After finishing The Value Investors: Lessons from the World’s Top Fund Managers by Ronald Chan, I come to realize value investing is not just a concept in practice. It is highly dependent on your character – either you have it or you don’t. It is no surprise that value investing attracts conservative group of investors who prioritize the downside risk of any investment above anything else.
In this book, you are presented with the contrarian views, the inspiration to go against the grain or crowds.

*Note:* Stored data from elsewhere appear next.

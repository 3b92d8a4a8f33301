use ecdsa::signature::hazmat::{PrehashSigner as _, PrehashVerifier as _};
use eyre::{bail, eyre};
use rsa::Pss;
use sha2::{Digest as _, Sha256};

use super::{PrivateKey, PublicKey};

const VERIFIABLE_MESSAGE: &[u8] = b"verifiable";

/// Verifies that `public_key` is actually a match for `private_key`.
///
/// A private key file can embed a public key that does not belong to it. For an example of
/// private keys embedding a mismatched public key, see
/// <https://blog.hboeck.de/archives/888-How-I-tricked-Symantec-with-a-Fake-Private-Key.html>.
/// The pairing is proven by signing a SHA-256 digest with the private key and verifying the
/// signature against the claimed public key.
pub fn verify_key_pair(private_key: &PrivateKey, public_key: &PublicKey) -> eyre::Result<()> {
    let msg_hash = Sha256::digest(VERIFIABLE_MESSAGE);

    match (private_key, public_key) {
        (PrivateKey::Rsa(pri), PublicKey::Rsa(public)) => verify_rsa_key_pair(pri, public, &msg_hash),
        (PrivateKey::P256(pri), PublicKey::P256(public)) => {
            verify_p256_key_pair(pri, public, &msg_hash)
        }
        (PrivateKey::P384(pri), PublicKey::P384(public)) => {
            verify_p384_key_pair(pri, public, &msg_hash)
        }
        (pri, public) => bail!(
            "the provided {} private key cannot be paired with an {} public key",
            pri.algorithm(),
            public.algorithm(),
        ),
    }
}

fn verify_rsa_key_pair(
    private_key: &rsa::RsaPrivateKey,
    public_key: &rsa::RsaPublicKey,
    msg_hash: &[u8],
) -> eyre::Result<()> {
    let signature = private_key
        .sign_with_rng(&mut rand::thread_rng(), Pss::new::<Sha256>(), msg_hash)
        .map_err(|err| eyre!("failed to sign using the provided RSA private key: {err}"))?;

    public_key
        .verify(Pss::new::<Sha256>(), msg_hash, &signature)
        .map_err(|err| eyre!("the provided RSA private key failed signature verification: {err}"))
}

fn verify_p256_key_pair(
    private_key: &p256::SecretKey,
    public_key: &p256::PublicKey,
    msg_hash: &[u8],
) -> eyre::Result<()> {
    let signature: p256::ecdsa::Signature = p256::ecdsa::SigningKey::from(private_key)
        .sign_prehash(msg_hash)
        .map_err(|err| eyre!("failed to sign using the provided ECDSA private key: {err}"))?;

    p256::ecdsa::VerifyingKey::from(public_key)
        .verify_prehash(msg_hash, &signature)
        .map_err(|_| eyre!("the provided ECDSA private key failed signature verification"))
}

fn verify_p384_key_pair(
    private_key: &p384::SecretKey,
    public_key: &p384::PublicKey,
    msg_hash: &[u8],
) -> eyre::Result<()> {
    let signature: p384::ecdsa::Signature = p384::ecdsa::SigningKey::from(private_key)
        .sign_prehash(msg_hash)
        .map_err(|err| eyre!("failed to sign using the provided ECDSA private key: {err}"))?;

    p384::ecdsa::VerifyingKey::from(public_key)
        .verify_prehash(msg_hash, &signature)
        .map_err(|_| eyre!("the provided ECDSA private key failed signature verification"))
}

The Value Investors is a series of interviews compiled, but it never feels like one. 90 percent of the content is a compilation of biographies, but even if you don’t have time to flip through the entire book, I’d highly recommend that you digest Chapter 13 first. I don’t want to sound over dramatic but it is profound because it is about discovering yourself.
This book gives a whole new perspective and again – surprise, surprise, it has very less to do with the perfect valuation formula, as many value investors might laud as the holy grail in value investing.

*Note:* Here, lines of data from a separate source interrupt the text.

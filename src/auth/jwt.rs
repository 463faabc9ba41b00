use jsonwebtoken::{decode, encode, DecodingKey, EncodingKey, Header, Validation};
use secrecy::{ExposeSecret, SecretString};

use crate::{
    auth::claims::Claims,
    errors::{AppError, AppResult},
    models::User,
};

/// Issues and verifies HS256 session tokens. The signing secret is injected
/// once at construction and shared read-only across the process.
#[derive(Clone)]
pub struct JwtService {
    encoding_key: EncodingKey,
    decoding_key: DecodingKey,
    validation: Validation,
}

impl JwtService {
    pub fn new(secret: &SecretString) -> Self {
        let secret_bytes = secret.expose_secret().as_bytes();

        // Tokens carry no `exp` claim, so expiry validation must be disabled
        // or every token would be rejected as missing a required claim.
        let mut validation = Validation::default();
        validation.required_spec_claims.clear();
        validation.validate_exp = false;

        Self {
            encoding_key: EncodingKey::from_secret(secret_bytes),
            decoding_key: DecodingKey::from_secret(secret_bytes),
            validation,
        }
    }

    pub fn issue(&self, user: &User) -> AppResult<String> {
        let claims = Claims::new(user);

        encode(&Header::default(), &claims, &self.encoding_key)
            .map_err(|e| AppError::Internal(format!("Failed to create JWT: {}", e)))
    }

    pub fn verify(&self, token: &str) -> AppResult<Claims> {
        decode::<Claims>(token, &self.decoding_key, &self.validation)
            .map(|data| data.claims)
            .map_err(|_| AppError::InvalidToken)
    }
}

#[cfg(test)]
mod tests {
    use super::*;
    use crate::config::Config;

    fn test_user() -> User {
        User {
            id: 42,
            username: "alice".to_string(),
            email: "alice@example.com".to_string(),
            password_hash: "hash".to_string(),
            is_admin: false,
        }
    }

    #[test]
    fn test_issue_and_verify_round_trip() {
        let config = Config::test_config();
        let jwt_service = JwtService::new(&config.jwt_secret);

        let token = jwt_service.issue(&test_user()).unwrap();
        assert!(!token.is_empty());

        let claims = jwt_service.verify(&token).unwrap();
        assert_eq!(claims.id, 42);
        assert_eq!(claims.username, "alice");
        assert!(!claims.is_admin);
    }

    #[test]
    fn test_verify_rejects_malformed_token() {
        let config = Config::test_config();
        let jwt_service = JwtService::new(&config.jwt_secret);

        let result = jwt_service.verify("not.a.token");
        assert!(matches!(result, Err(AppError::InvalidToken)));
    }

    #[test]
    fn test_verify_rejects_foreign_signature() {
        let config = Config::test_config();
        let issuer = JwtService::new(&SecretString::from("some_other_secret".to_string()));
        let verifier = JwtService::new(&config.jwt_secret);

        let token = issuer.issue(&test_user()).unwrap();
        let result = verifier.verify(&token);
        assert!(matches!(result, Err(AppError::InvalidToken)));
    }
}
use actix_web::{get, web, HttpResponse};

use crate::{
    app_state::AppState, auth::AuthenticatedUser, errors::AppError,
    services::DEFAULT_LEADERBOARD_SIZE,
};

#[get("/leaderboard")]
pub async fn get_leaderboard(
    state: web::Data<AppState>,
    _auth: AuthenticatedUser,
) -> Result<HttpResponse, AppError> {
    let entries = state
        .leaderboard_service
        .top(DEFAULT_LEADERBOARD_SIZE)
        .await?;
    Ok(HttpResponse::Ok().json(entries))
}
use std::sync::Arc;

use chrono::Utc;

use crate::{
    errors::{AppError, AppResult},
    models::{NewQuizResult, Quiz, QuizResult, QuizSummary},
    services::scoring,
    storage::Storage,
};

/// Quiz catalog and submission grading.
pub struct QuizService {
    storage: Arc<dyn Storage>,
}

impl QuizService {
    pub fn new(storage: Arc<dyn Storage>) -> Self {
        Self { storage }
    }

    pub async fn list_summaries(&self) -> AppResult<Vec<QuizSummary>> {
        self.storage.list_quiz_summaries().await
    }

    /// Full quiz payload, correct-answer indices included.
    pub async fn get_quiz(&self, quiz_id: i32) -> AppResult<Quiz> {
        self.storage
            .find_quiz(quiz_id)
            .await?
            .ok_or_else(|| AppError::NotFound(format!("Quiz with id '{}' not found", quiz_id)))
    }

    /// Grades the submission and persists the result record.
    pub async fn submit(
        &self,
        quiz_id: i32,
        user_id: i32,
        answers: &[Option<i32>],
    ) -> AppResult<QuizResult> {
        let quiz = self.get_quiz(quiz_id).await?;

        let score = scoring::grade(&quiz.questions, answers);

        self.storage
            .insert_result(NewQuizResult {
                user_id,
                quiz_id: quiz.id,
                score,
                total_questions: quiz.questions.len() as i32,
                completed_at: Utc::now(),
            })
            .await
    }
}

Therefore you won’t see a single valuation formula in the entire book. That might frustrate beginner level value investor, therefore The Value Investors is best to be used as a complement “value investing bible” for intermediate or advanced value investors instead.
Thomas Kahn, one of the interviewee stated:
“If investment game were all about numbers, computer programs would be able to find the right stock all the time.”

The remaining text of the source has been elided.